The Raleigh County School District has applied to modernize its transportation system with new electric school buses through the Clean School Bus Rebate Program.
The program, made possible by a $500 million funding effort through the U.S. Environmental Protection Agency under the Biden administration’s Bipartisan Infrastructure Law, will allow school districts in West Virginia to apply to receive funding to replace aging buses in their fleets with new, electric ones until Aug. 19.
Officials held a press conference in Beckley on Thursday to discuss the workings of the new program, as well as Raleigh County schools' involvement in it.
This program is working in tandem with the GreenPower Motor Company, which recently opened a new facility in Charleston to manufacture the electric buses.
Part of the program includes providing funding for schools in West Virginia to receive GreenPower buses at no cost if a county is selected.
GreenPower is beginning production and plans to release its first buses by September. The company has plans to employ 900 employees, according to Mark Nestlen, spokesman for GreenPower Motor Company.
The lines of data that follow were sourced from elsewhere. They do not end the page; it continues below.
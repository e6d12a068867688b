//! HTTP request types for the Foreman API client.
//!
//! This module provides the [`Request`] value that flows through the request
//! pipeline, the [`Target`] it is addressed to, and a builder for
//! constructing requests from a resource path.

use std::fmt;

use reqwest::header::{HeaderMap, HeaderName, HeaderValue};

use crate::error::InvalidRequestError;

/// HTTP methods supported by the client.
#[derive(Clone, Copy, Debug, PartialEq, Eq, Hash)]
pub enum HttpMethod {
    /// HTTP GET method for retrieving resources.
    Get,
    /// HTTP HEAD method for probing resources without a body.
    Head,
    /// HTTP POST method for creating resources.
    Post,
    /// HTTP PUT method for replacing resources.
    Put,
    /// HTTP PATCH method for partially updating resources.
    Patch,
    /// HTTP DELETE method for removing resources.
    Delete,
}

impl HttpMethod {
    /// Returns the method name as sent on the wire.
    #[must_use]
    pub const fn as_str(&self) -> &'static str {
        match self {
            Self::Get => "GET",
            Self::Head => "HEAD",
            Self::Post => "POST",
            Self::Put => "PUT",
            Self::Patch => "PATCH",
            Self::Delete => "DELETE",
        }
    }
}

impl fmt::Display for HttpMethod {
    fn fmt(&self, f: &mut fmt::Formatter<'_>) -> fmt::Result {
        f.write_str(self.as_str())
    }
}

impl From<HttpMethod> for reqwest::Method {
    fn from(method: HttpMethod) -> Self {
        match method {
            HttpMethod::Get => Self::GET,
            HttpMethod::Head => Self::HEAD,
            HttpMethod::Post => Self::POST,
            HttpMethod::Put => Self::PUT,
            HttpMethod::Patch => Self::PATCH,
            HttpMethod::Delete => Self::DELETE,
        }
    }
}

/// The address a [`Request`] is sent to.
///
/// Unlike a fully parsed URL, a `Target` may have an empty scheme or host.
/// Caller-built requests usually carry only a path; the request pipeline
/// fills in the scheme and host from the client configuration.
///
/// # Example
///
/// ```rust
/// use foreman_api::Target;
///
/// let target = Target::parse("/hosts?search=name").unwrap();
/// assert_eq!(target.path, "/hosts");
/// assert_eq!(target.query.as_deref(), Some("search=name"));
/// assert!(target.host.is_empty());
/// ```
#[derive(Clone, Debug, Default, PartialEq, Eq)]
pub struct Target {
    /// URL scheme without the `://` separator; may be empty.
    pub scheme: String,
    /// Authority: host, plus user information and port if given; may be empty.
    pub host: String,
    /// Path as given, escapes left intact.
    pub path: String,
    /// Raw query string without the leading `?`.
    pub query: Option<String>,
}

impl Target {
    /// Parses a resource path or absolute URL into a target.
    ///
    /// Accepts the same inputs as a standard URL parser used for building
    /// HTTP requests. Fragments are validated and discarded. Percent escapes
    /// are validated but not decoded; the query is kept raw.
    ///
    /// A `scheme:opaque` reference (no `/` after the colon) keeps the opaque
    /// part as its path.
    ///
    /// # Errors
    ///
    /// Returns [`InvalidRequestError`] if the input contains a control
    /// character, starts with a bare `:`, has a colon in the first segment
    /// of a relative path, has a malformed `%` escape, or has an invalid
    /// authority (user information, host or port).
    pub fn parse(target: &str) -> Result<Self, InvalidRequestError> {
        if target.bytes().any(|b| b < 0x20 || b == 0x7f) {
            return Err(InvalidRequestError::ControlCharacter {
                target: target.to_string(),
            });
        }

        let rest = match target.split_once('#') {
            Some((head, fragment)) => {
                validate_escapes(fragment, false)?;
                head
            }
            None => target,
        };

        let (scheme, rest) = split_scheme(target, rest)?;
        let scheme = scheme.to_ascii_lowercase();

        let (rest, query) = match rest.split_once('?') {
            Some((rest, query)) => (rest, Some(query.to_string())),
            None => (rest, None),
        };

        if !rest.starts_with('/') {
            if !scheme.is_empty() {
                return Ok(Self {
                    scheme,
                    host: String::new(),
                    path: rest.to_string(),
                    query,
                });
            }
            let first_segment = rest.split('/').next().unwrap_or_default();
            if first_segment.contains(':') {
                return Err(InvalidRequestError::ColonInFirstSegment {
                    target: target.to_string(),
                });
            }
        }

        let (host, path) = match rest.strip_prefix("//") {
            Some(authority) if !scheme.is_empty() || !rest.starts_with("///") => {
                let (authority, path) = authority
                    .find('/')
                    .map_or((authority, ""), |i| authority.split_at(i));
                validate_authority(authority)?;
                (authority, path)
            }
            _ => ("", rest),
        };

        validate_escapes(path, false)?;

        Ok(Self {
            scheme,
            host: host.to_string(),
            path: path.to_string(),
            query,
        })
    }
}

/// Splits a leading `scheme:` off `rest`, if there is one.
fn split_scheme<'a>(
    target: &str,
    rest: &'a str,
) -> Result<(&'a str, &'a str), InvalidRequestError> {
    for (i, c) in rest.char_indices() {
        match c {
            'a'..='z' | 'A'..='Z' => {}
            '0'..='9' | '+' | '-' | '.' if i > 0 => {}
            ':' if i == 0 => {
                return Err(InvalidRequestError::MissingScheme {
                    target: target.to_string(),
                })
            }
            ':' => return Ok((&rest[..i], &rest[i + 1..])),
            _ => return Ok(("", rest)),
        }
    }
    Ok(("", rest))
}

/// Checks `[userinfo@]host[:port]`.
fn validate_authority(authority: &str) -> Result<(), InvalidRequestError> {
    let host = match authority.rfind('@') {
        Some(i) => {
            let userinfo = &authority[..i];
            if !userinfo.bytes().all(is_userinfo_byte) {
                return Err(InvalidRequestError::InvalidUserinfo);
            }
            validate_escapes(userinfo, false).map_err(|_| InvalidRequestError::InvalidUserinfo)?;
            &authority[i + 1..]
        }
        None => authority,
    };
    validate_host(host)
}

fn validate_host(host: &str) -> Result<(), InvalidRequestError> {
    let port = if host.starts_with('[') {
        let end = host
            .rfind(']')
            .ok_or_else(|| InvalidRequestError::MissingBracket {
                host: host.to_string(),
            })?;
        &host[end + 1..]
    } else {
        host.rfind(':').map_or("", |i| &host[i..])
    };

    if let Some(digits) = port.strip_prefix(':') {
        if !digits.bytes().all(|b| b.is_ascii_digit()) {
            return Err(InvalidRequestError::InvalidPort {
                port: port.to_string(),
            });
        }
    } else if !port.is_empty() {
        return Err(InvalidRequestError::InvalidPort {
            port: port.to_string(),
        });
    }

    if let Some(b) = host
        .bytes()
        .find(|&b| b != b'%' && b.is_ascii() && !is_host_byte(b))
    {
        return Err(InvalidRequestError::InvalidHost {
            host: host.to_string(),
            character: char::from(b),
        });
    }
    validate_escapes(host, true)
}

/// Unreserved and sub-delimiter characters, plus the few extras accepted in
/// host names (`:`, brackets, `<`, `>` and `"`).
const fn is_host_byte(b: u8) -> bool {
    b.is_ascii_alphanumeric()
        || matches!(
            b,
            b'-' | b'.'
                | b'_'
                | b'~'
                | b'!'
                | b'$'
                | b'&'
                | b'\''
                | b'('
                | b')'
                | b'*'
                | b'+'
                | b','
                | b';'
                | b'='
                | b':'
                | b'['
                | b']'
                | b'<'
                | b'>'
                | b'"'
        )
}

const fn is_userinfo_byte(b: u8) -> bool {
    b.is_ascii_alphanumeric()
        || matches!(
            b,
            b'-' | b'.'
                | b'_'
                | b':'
                | b'~'
                | b'!'
                | b'$'
                | b'&'
                | b'\''
                | b'('
                | b')'
                | b'*'
                | b'+'
                | b','
                | b';'
                | b'='
                | b'%'
                | b'@'
        )
}

/// Checks that every `%` starts a two-digit hex escape.
///
/// In a host only escapes of non-ASCII bytes and `%25` (the IPv6 zone
/// separator) are allowed.
fn validate_escapes(s: &str, in_host: bool) -> Result<(), InvalidRequestError> {
    let bytes = s.as_bytes();
    let mut i = 0;
    while i < bytes.len() {
        if bytes[i] != b'%' {
            i += 1;
            continue;
        }
        let start = i;
        let escape = move || InvalidRequestError::InvalidEscape {
            escape: s[start..].chars().take(3).collect(),
        };
        match bytes.get(i + 1..i + 3) {
            Some(hex) if hex.iter().all(u8::is_ascii_hexdigit) => {
                if in_host && hex[0] < b'8' && !hex.eq_ignore_ascii_case(b"25") {
                    return Err(escape());
                }
                i += 3;
            }
            _ => return Err(escape()),
        }
    }
    Ok(())
}

impl fmt::Display for Target {
    fn fmt(&self, f: &mut fmt::Formatter<'_>) -> fmt::Result {
        if !self.scheme.is_empty() {
            write!(f, "{}:", self.scheme)?;
        }
        if !self.scheme.is_empty() || !self.host.is_empty() {
            write!(f, "//{}", self.host)?;
            if !self.host.is_empty() && !self.path.is_empty() && !self.path.starts_with('/') {
                f.write_str("/")?;
            }
        }
        f.write_str(&self.path)?;
        if let Some(query) = &self.query {
            write!(f, "?{query}")?;
        }
        Ok(())
    }
}

/// An HTTP request on its way to the Foreman API.
///
/// Requests are plain values: the pipeline takes one by value, transforms it,
/// and hands it on. Headers are multi-valued; appending a header never
/// removes values already present under the same name.
///
/// # Example
///
/// ```rust
/// use foreman_api::clients::{HttpMethod, Request};
///
/// let request = Request::builder(HttpMethod::Get, "/hosts")
///     .header("Accept", "application/json")
///     .build()
///     .unwrap();
///
/// assert_eq!(request.method, HttpMethod::Get);
/// assert_eq!(request.target.path, "/hosts");
/// ```
#[derive(Clone, Debug)]
pub struct Request {
    /// The HTTP method for this request.
    pub method: HttpMethod,
    /// Where the request is sent.
    pub target: Target,
    /// Request headers.
    pub headers: HeaderMap,
    /// The request body, if any.
    pub body: Option<String>,
}

impl Request {
    /// Creates a request with no headers and no body.
    #[must_use]
    pub fn new(method: HttpMethod, target: Target) -> Self {
        Self {
            method,
            target,
            headers: HeaderMap::new(),
            body: None,
        }
    }

    /// Creates a new builder for constructing a `Request`.
    ///
    /// # Arguments
    ///
    /// * `method` - The HTTP method for the request
    /// * `resource` - The resource path (e.g., "/hosts") or absolute URL
    #[must_use]
    pub fn builder(method: HttpMethod, resource: impl Into<String>) -> RequestBuilder {
        RequestBuilder::new(method, resource)
    }
}

/// Builder for constructing [`Request`] instances.
///
/// Validation is deferred to [`build`](Self::build) so setters can be chained
/// freely.
#[derive(Debug)]
pub struct RequestBuilder {
    method: HttpMethod,
    resource: String,
    headers: Vec<(String, String)>,
    body: Option<String>,
}

impl RequestBuilder {
    fn new(method: HttpMethod, resource: impl Into<String>) -> Self {
        Self {
            method,
            resource: resource.into(),
            headers: Vec::new(),
            body: None,
        }
    }

    /// Adds a header. Repeated names produce multiple values.
    #[must_use]
    pub fn header(mut self, name: impl Into<String>, value: impl Into<String>) -> Self {
        self.headers.push((name.into(), value.into()));
        self
    }

    /// Sets a raw request body.
    #[must_use]
    pub fn body(mut self, body: impl Into<String>) -> Self {
        self.body = Some(body.into());
        self
    }

    /// Sets the request body to the serialized form of a JSON value.
    ///
    /// The `Content-Type` header is added by the client pipeline, not here.
    #[must_use]
    pub fn json(mut self, body: &serde_json::Value) -> Self {
        self.body = Some(body.to_string());
        self
    }

    /// Builds the [`Request`], parsing the resource and headers.
    ///
    /// # Errors
    ///
    /// Returns [`InvalidRequestError`] if the resource cannot be parsed into
    /// a [`Target`] or a header name or value is invalid.
    pub fn build(self) -> Result<Request, InvalidRequestError> {
        let target = Target::parse(&self.resource)?;

        let mut headers = HeaderMap::with_capacity(self.headers.len());
        for (name, value) in self.headers {
            let header_name = HeaderName::from_bytes(name.as_bytes())
                .map_err(|_| InvalidRequestError::InvalidHeaderName { name: name.clone() })?;
            let header_value = HeaderValue::from_str(&value)
                .map_err(|_| InvalidRequestError::InvalidHeaderValue { name })?;
            headers.append(header_name, header_value);
        }

        Ok(Request {
            method: self.method,
            target,
            headers,
            body: self.body,
        })
    }
}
“Every school district in the state of West Virginia should be following the lead of Raleigh County,” stated Nestlen. “There is no reason not to do this. We've put our resources out there to help every school district in the state work through the application, and we stand ready to help anybody that needs that.”
Although any school district in West Virginia can apply to receive full rebates in their switch to electric, only those selected by West Virginia Economic Development will receive it. However, the program stipulates that each school can receive a 10 percent refund for purchasing any electric bus, with an additional 5 percent refund if that bus is manufactured at the GreenPower Motor Company plant in West Virginia, all paid for by the federal government.
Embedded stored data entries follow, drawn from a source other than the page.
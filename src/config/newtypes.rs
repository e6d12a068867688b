//! Newtype wrappers for configuration values.
//!
//! Foreman configuration performs no validation beyond defaulting: an empty
//! value falls back to the documented default and anything else is taken
//! literally.

use base64::prelude::*;
use reqwest::header::HeaderValue;
use serde::{Deserialize, Deserializer, Serialize, Serializer};
use std::fmt;

/// Address used when none is configured.
pub const DEFAULT_ADDRESS: &str = "http://localhost:3000";

/// The Foreman server address, e.g. `https://foreman.example.com`.
///
/// The scheme is detected by a literal, case-sensitive prefix match on
/// `http://` or `https://`. Any other address (including a bare host or an
/// `ftp://` URL) yields an empty scheme and is used verbatim as the host.
///
/// # Example
///
/// ```rust
/// use foreman_api::Address;
///
/// let address = Address::new("https://foreman.example.com");
/// assert_eq!(address.scheme(), "https");
/// assert_eq!(address.host(), "foreman.example.com");
///
/// let bare = Address::new("foreman.example.com");
/// assert_eq!(bare.scheme(), "");
/// assert_eq!(bare.host(), "foreman.example.com");
/// ```
#[derive(Clone, Debug, PartialEq, Eq)]
pub struct Address(String);

impl Address {
    /// Creates an address, falling back to [`DEFAULT_ADDRESS`] when empty.
    #[must_use]
    pub fn new(address: impl Into<String>) -> Self {
        let address = address.into();
        if address.is_empty() {
            return Self::default();
        }
        Self(address)
    }

    /// Returns `"http"`, `"https"`, or `""` when no known prefix matches.
    #[must_use]
    pub fn scheme(&self) -> &'static str {
        if self.0.starts_with("http://") {
            "http"
        } else if self.0.starts_with("https://") {
            "https"
        } else {
            ""
        }
    }

    /// Returns the address with `"<scheme>://"` stripped once.
    ///
    /// With an empty scheme the stripped prefix is `"://"`.
    #[must_use]
    pub fn host(&self) -> &str {
        let prefix = format!("{}://", self.scheme());
        self.0.strip_prefix(prefix.as_str()).unwrap_or(&self.0)
    }
}

impl Default for Address {
    fn default() -> Self {
        Self(DEFAULT_ADDRESS.to_string())
    }
}

impl AsRef<str> for Address {
    fn as_ref(&self) -> &str {
        &self.0
    }
}

impl fmt::Display for Address {
    fn fmt(&self, f: &mut fmt::Formatter<'_>) -> fmt::Result {
        f.write_str(&self.0)
    }
}

impl Serialize for Address {
    fn serialize<S>(&self, serializer: S) -> Result<S::Ok, S::Error>
    where
        S: Serializer,
    {
        serializer.serialize_str(&self.0)
    }
}

impl<'de> Deserialize<'de> for Address {
    fn deserialize<D>(deserializer: D) -> Result<Self, D::Error>
    where
        D: Deserializer<'de>,
    {
        let s = String::deserialize(deserializer)?;
        Ok(Self::new(s))
    }
}

/// HTTP basic authentication credentials.
///
/// Credentials only exist for a non-empty username; the password may be
/// empty. The `Authorization` header value is encoded once, on creation.
///
/// # Security
///
/// The `Debug` implementation masks the password, and the header value is
/// marked sensitive.
///
/// # Example
///
/// ```rust
/// use foreman_api::Credentials;
///
/// let credentials = Credentials::new("bob", "pw").unwrap();
/// assert_eq!(credentials.authorization(), "Basic Ym9iOnB3");
/// assert!(credentials.authorization().is_sensitive());
///
/// assert!(Credentials::new("", "pw").is_none());
/// ```
#[derive(Clone, PartialEq, Eq)]
pub struct Credentials {
    username: String,
    password: String,
    authorization: HeaderValue,
}

impl Credentials {
    /// Creates credentials, or `None` when `username` is empty.
    #[must_use]
    pub fn new(username: impl Into<String>, password: impl Into<String>) -> Option<Self> {
        let username = username.into();
        if username.is_empty() {
            return None;
        }
        let password = password.into();

        let encoded = BASE64_STANDARD.encode(format!("{username}:{password}"));
        let mut authorization = HeaderValue::try_from(format!("Basic {encoded}")).ok()?;
        authorization.set_sensitive(true);

        Some(Self {
            username,
            password,
            authorization,
        })
    }

    /// Returns the username.
    #[must_use]
    pub fn username(&self) -> &str {
        &self.username
    }

    /// Returns the password.
    #[must_use]
    pub fn password(&self) -> &str {
        &self.password
    }

    /// Returns the `Authorization` header value: `Basic base64(user:password)`.
    #[must_use]
    pub const fn authorization(&self) -> &HeaderValue {
        &self.authorization
    }
}

impl fmt::Debug for Credentials {
    fn fmt(&self, f: &mut fmt::Formatter<'_>) -> fmt::Result {
        f.debug_struct("Credentials")
            .field("username", &self.username)
            .field("password", &"*****")
            .finish()
    }
}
Christopher Toney, school bus driver and member of the West Virginia House of Delegates, has been an advocate for the program and Raleigh County’s participation in it.
“The smaller counties we have that are behind on their bus replacement, being able to apply for this funding will give them an opportunity to catch up on what they need,” he said during Thursday's press conference. “We at the Legislature encourage every county school system to apply for this money from the federal government because you’ll be able to pick the vehicles you want at no cost to the county if you are approved.”
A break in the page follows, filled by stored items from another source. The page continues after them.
//! HTTP client for the Foreman API.
//!
//! This module provides [`ForemanClient`], which runs every outgoing request
//! through the request pipeline built from its configuration and hands the
//! result to a [`Transport`].

use std::fmt;
use std::sync::Arc;

use crate::clients::chain::ChainBuilder;
use crate::clients::errors::HttpError;
use crate::clients::http_request::{HttpMethod, Request};
use crate::clients::modifier::Modifier;
use crate::clients::transport::{default_transport, Transport};
use crate::config::{Address, ApiVersion, ForemanConfig};

/// Client for the Foreman REST API.
///
/// The request pipeline is built once in [`new`](Self::new) and never
/// changes afterwards. Cloning a client is cheap: clones share the pipeline
/// and the transport.
///
/// The client does not interpret responses. Status codes, retries and
/// response bodies are left to the caller.
///
/// # Thread Safety
///
/// `ForemanClient` is `Send + Sync`, making it safe to share across async tasks.
///
/// # Example
///
/// ```rust,ignore
/// use foreman_api::{ForemanClient, ForemanConfig};
///
/// let config = ForemanConfig::builder()
///     .address("https://foreman.example.com")
///     .credentials("admin", "changeme")
///     .build();
///
/// let client = ForemanClient::new(config);
/// let response = client.head("/hosts").await?;
/// println!("Status: {}", response.status());
/// ```
#[derive(Clone)]
pub struct ForemanClient {
    config: ForemanConfig,
    modifier: Arc<dyn Modifier>,
    transport: Arc<dyn Transport>,
}

// Verify ForemanClient is Send + Sync at compile time
const _: fn() = || {
    const fn assert_send_sync<T: Send + Sync>() {}
    assert_send_sync::<ForemanClient>();
};

impl ForemanClient {
    /// Creates a new client from `config`.
    ///
    /// Builds the request pipeline and picks the transport: the configured
    /// one, or the process-wide default.
    ///
    /// # Example
    ///
    /// ```rust
    /// use foreman_api::{ForemanClient, ForemanConfig};
    ///
    /// let client = ForemanClient::new(ForemanConfig::default());
    /// assert_eq!(client.address().as_ref(), "http://localhost:3000");
    /// assert_eq!(client.api_version().to_string(), "v2");
    /// ```
    #[must_use]
    pub fn new(config: ForemanConfig) -> Self {
        let chain = ChainBuilder::from_config(&config);

        if config.address().scheme().is_empty() {
            tracing::warn!(
                "Foreman address {} has no http:// or https:// prefix; requests will be sent without a scheme",
                config.address()
            );
        }
        tracing::debug!(
            address = %config.address(),
            api_version = %config.api_version(),
            basic_auth = config.credentials().is_some(),
            stages = ?chain.stage_names(),
            "Foreman client created"
        );

        let transport = config.transport().cloned().unwrap_or_else(default_transport);

        Self {
            modifier: Arc::from(chain.build()),
            transport,
            config,
        }
    }

    /// Returns the configuration this client was built from.
    #[must_use]
    pub const fn config(&self) -> &ForemanConfig {
        &self.config
    }

    /// Returns the configured address.
    #[must_use]
    pub const fn address(&self) -> &Address {
        self.config.address()
    }

    /// Returns the API version prefixed to every path.
    #[must_use]
    pub const fn api_version(&self) -> &ApiVersion {
        self.config.api_version()
    }

    /// Returns `true` if requests carry basic authentication.
    #[must_use]
    pub const fn has_credentials(&self) -> bool {
        self.config.credentials().is_some()
    }

    /// Returns the pipeline stage names in application order.
    #[must_use]
    pub fn stage_names(&self) -> Vec<&'static str> {
        ChainBuilder::from_config(&self.config).stage_names()
    }

    /// Returns the transport this client sends through.
    #[must_use]
    pub fn transport(&self) -> &Arc<dyn Transport> {
        &self.transport
    }

    /// Runs `request` through the pipeline without sending it.
    ///
    /// # Example
    ///
    /// ```rust
    /// use foreman_api::{ForemanClient, ForemanConfig};
    /// use foreman_api::clients::{HttpMethod, Request};
    ///
    /// let client = ForemanClient::new(ForemanConfig::default());
    /// let request = Request::builder(HttpMethod::Get, "/hosts").build().unwrap();
    ///
    /// let prepared = client.prepare(request);
    /// assert_eq!(prepared.target.to_string(), "http://localhost:3000/v2/hosts");
    /// ```
    #[must_use]
    pub fn prepare(&self, request: Request) -> Request {
        self.modifier.modify(request)
    }

    /// Sends a request to Foreman and returns the transport's response.
    ///
    /// The request is first run through the pipeline. The response is
    /// returned as-is, whatever its status code.
    ///
    /// # Errors
    ///
    /// Returns the transport's error unchanged, e.g. on connection failure
    /// or when the final URL cannot be parsed.
    pub async fn execute(&self, request: Request) -> Result<reqwest::Response, reqwest::Error> {
        let request = self.prepare(request);
        tracing::debug!(
            method = %request.method,
            url = %request.target,
            "Sending request to Foreman"
        );
        self.transport.send(request).await
    }

    /// Sends a `HEAD` request for `resource` and returns the response.
    ///
    /// # Arguments
    ///
    /// * `resource` - The resource path (e.g., "/hosts")
    ///
    /// # Errors
    ///
    /// Returns [`HttpError::InvalidRequest`] if `resource` cannot be parsed,
    /// or [`HttpError::Network`] with the transport's error.
    pub async fn head(&self, resource: &str) -> Result<reqwest::Response, HttpError> {
        let request = Request::builder(HttpMethod::Head, resource).build()?;
        Ok(self.execute(request).await?)
    }
}

impl Default for ForemanClient {
    fn default() -> Self {
        Self::new(ForemanConfig::default())
    }
}

impl fmt::Debug for ForemanClient {
    fn fmt(&self, f: &mut fmt::Formatter<'_>) -> fmt::Result {
        f.debug_struct("ForemanClient")
            .field("config", &self.config)
            .field("transport", &self.transport)
            .finish_non_exhaustive()
    }
}

#[cfg(test)]
mod tests {
    use super::*;
    use crate::clients::modifier::Decorator;
    use crate::config::Credentials;
    use crate::error::InvalidRequestError;

    fn prepare_head(client: &ForemanClient, path: &str) -> Request {
        client.prepare(Request::builder(HttpMethod::Head, path).build().unwrap())
    }

    #[test]
    fn test_client_defaults() {
        let client = ForemanClient::default();

        assert_eq!(client.address().as_ref(), "http://localhost:3000");
        assert_eq!(client.api_version(), &ApiVersion::V2);
        assert!(!client.has_credentials());
        assert_eq!(
            client.stage_names(),
            ["rewrite_target", "add_header", "add_header"]
        );
    }

    #[test]
    fn test_empty_config_matches_explicit_defaults() {
        let implicit = ForemanClient::new(ForemanConfig::default());
        let explicit = ForemanClient::new(
            ForemanConfig::builder()
                .address("http://localhost:3000")
                .api_version("v2")
                .build(),
        );

        let a = prepare_head(&implicit, "/hosts");
        let b = prepare_head(&explicit, "/hosts");

        assert_eq!(a.target, b.target);
        assert_eq!(a.headers, b.headers);
        assert_eq!(implicit.stage_names(), explicit.stage_names());
    }

    #[test]
    fn test_clients_share_default_transport() {
        let first = ForemanClient::default();
        let second = ForemanClient::new(ForemanConfig::builder().address("https://x").build());

        assert!(Arc::ptr_eq(first.transport(), second.transport()));
    }

    #[test]
    fn test_configured_transport_is_used() {
        let transport: Arc<dyn Transport> = Arc::new(reqwest::Client::new());
        let client = ForemanClient::new(
            ForemanConfig::builder()
                .transport(Arc::clone(&transport))
                .build(),
        );

        assert!(Arc::ptr_eq(client.transport(), &transport));
        assert!(!Arc::ptr_eq(client.transport(), &default_transport()));
    }

    #[test]
    fn test_clones_share_pipeline() {
        let client = ForemanClient::new(
            ForemanConfig::builder()
                .modifier(Decorator::new("tag", |mut req: Request| {
                    req.target.query = Some("tagged=1".to_string());
                    req
                }))
                .build(),
        );
        let clone = client.clone();

        assert_eq!(
            prepare_head(&clone, "/hosts").target.query.as_deref(),
            Some("tagged=1")
        );
        assert!(Arc::ptr_eq(&client.modifier, &clone.modifier));
    }

    #[test]
    fn test_accessors_read_from_config() {
        let client = ForemanClient::new(
            ForemanConfig::builder()
                .address("https://foreman.example.com")
                .api_version("v1")
                .credentials("admin", "changeme")
                .modifier(Decorator::new("tag", |req| req))
                .build(),
        );

        assert_eq!(client.address(), client.config().address());
        assert_eq!(client.api_version(), &ApiVersion::V1);
        assert!(client.has_credentials());
        assert_eq!(
            client.config().credentials().map(Credentials::username),
            Some("admin")
        );
        assert_eq!(
            client.stage_names(),
            ["rewrite_target", "add_header", "add_header", "basic_auth", "tag"]
        );
    }

    #[test]
    fn test_password_without_username_sends_no_auth() {
        let client = ForemanClient::new(ForemanConfig::builder().credentials("", "secret").build());
        let request = prepare_head(&client, "/hosts");

        assert!(!client.has_credentials());
        assert!(request.headers.get("authorization").is_none());
    }

    #[test]
    fn test_debug_does_not_leak_password() {
        let client = ForemanClient::new(
            ForemanConfig::builder()
                .credentials("admin", "hunter2")
                .build(),
        );

        let debug_output = format!("{client:?}");
        assert!(debug_output.contains("ForemanClient"));
        assert!(!debug_output.contains("hunter2"));
    }

    #[tokio::test]
    async fn test_head_with_invalid_resource_returns_construction_error() {
        let client = ForemanClient::default();

        let result = client.head("/hosts/%zz").await;

        assert!(matches!(
            result,
            Err(HttpError::InvalidRequest(InvalidRequestError::InvalidEscape { escape })) if escape == "%zz"
        ));
    }

    #[test]
    fn test_client_is_send_sync() {
        fn assert_send_sync<T: Send + Sync>() {}
        assert_send_sync::<ForemanClient>();
    }
}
Each school district can apply for 25 buses. Should a district receive any of the brand new GreenPower buses, it will receive a full rebate of $370,000 for each of the larger buses or $285,000 for smaller buses at no cost to the county, and an additional $20,000 to pay for the infrastructure costs of building recharge stations.
If a school district receives the full 25 buses under the program, it will also receive an additional $500,000 to pay for infrastructure in making the switch to electric power. This is in contrast to the $90,000 average cost of a new bus that runs on traditional diesel.
“The school bus rebate program is an opportunity for county boards of education to get funding upfront to roll out this clean energy,” said Samuel Pauley, school operations officer for the West Virginia Department of Education, at the press conference. "Our state of West Virginia funding formula for school districts is primarily a reimbursement-based formula.
“This EPA funding is a game changer,” Pauley said, "because it will provide those counties who are awarded the funding an upfront, additional cost for not just the bus, but also for the infrastructure to place that bus into their county.”
According to Serena Starcher, Raleigh County assistant superintendent, the Raleigh County school system has 160 buses in its fleet, with 120 used daily, and each runs on traditional diesel. With the Raleigh County school bus fleet traveling an estimated 1.8 million miles last year, the switch to electric buses is being considered as not only a way to increase reliability, but also to cut down costs on gas and maintenance.
Raleigh is now applying to receive three electric buses, and if they are granted them, officials plan to test the reliability, functionality and cost. Counties across the state will be testing if the new electric buses are viable options for each of their specific areas. With the majority of West Virginia’s school districts having an aging bus fleet, this program aims to address that problem and to promote clean energy as well.
"This program is a big deal,” stated Adam Ortiz, regional administrator for the Environmental Protection Agency. “Each year we will be giving out $500 million, available exclusively to electric school buses, and we’re going to prioritize districts that are distressed and underfunded. That’s a big deal. By deploying electric and lower emission school buses, fewer kids will face increased asthma risks and other health problems.”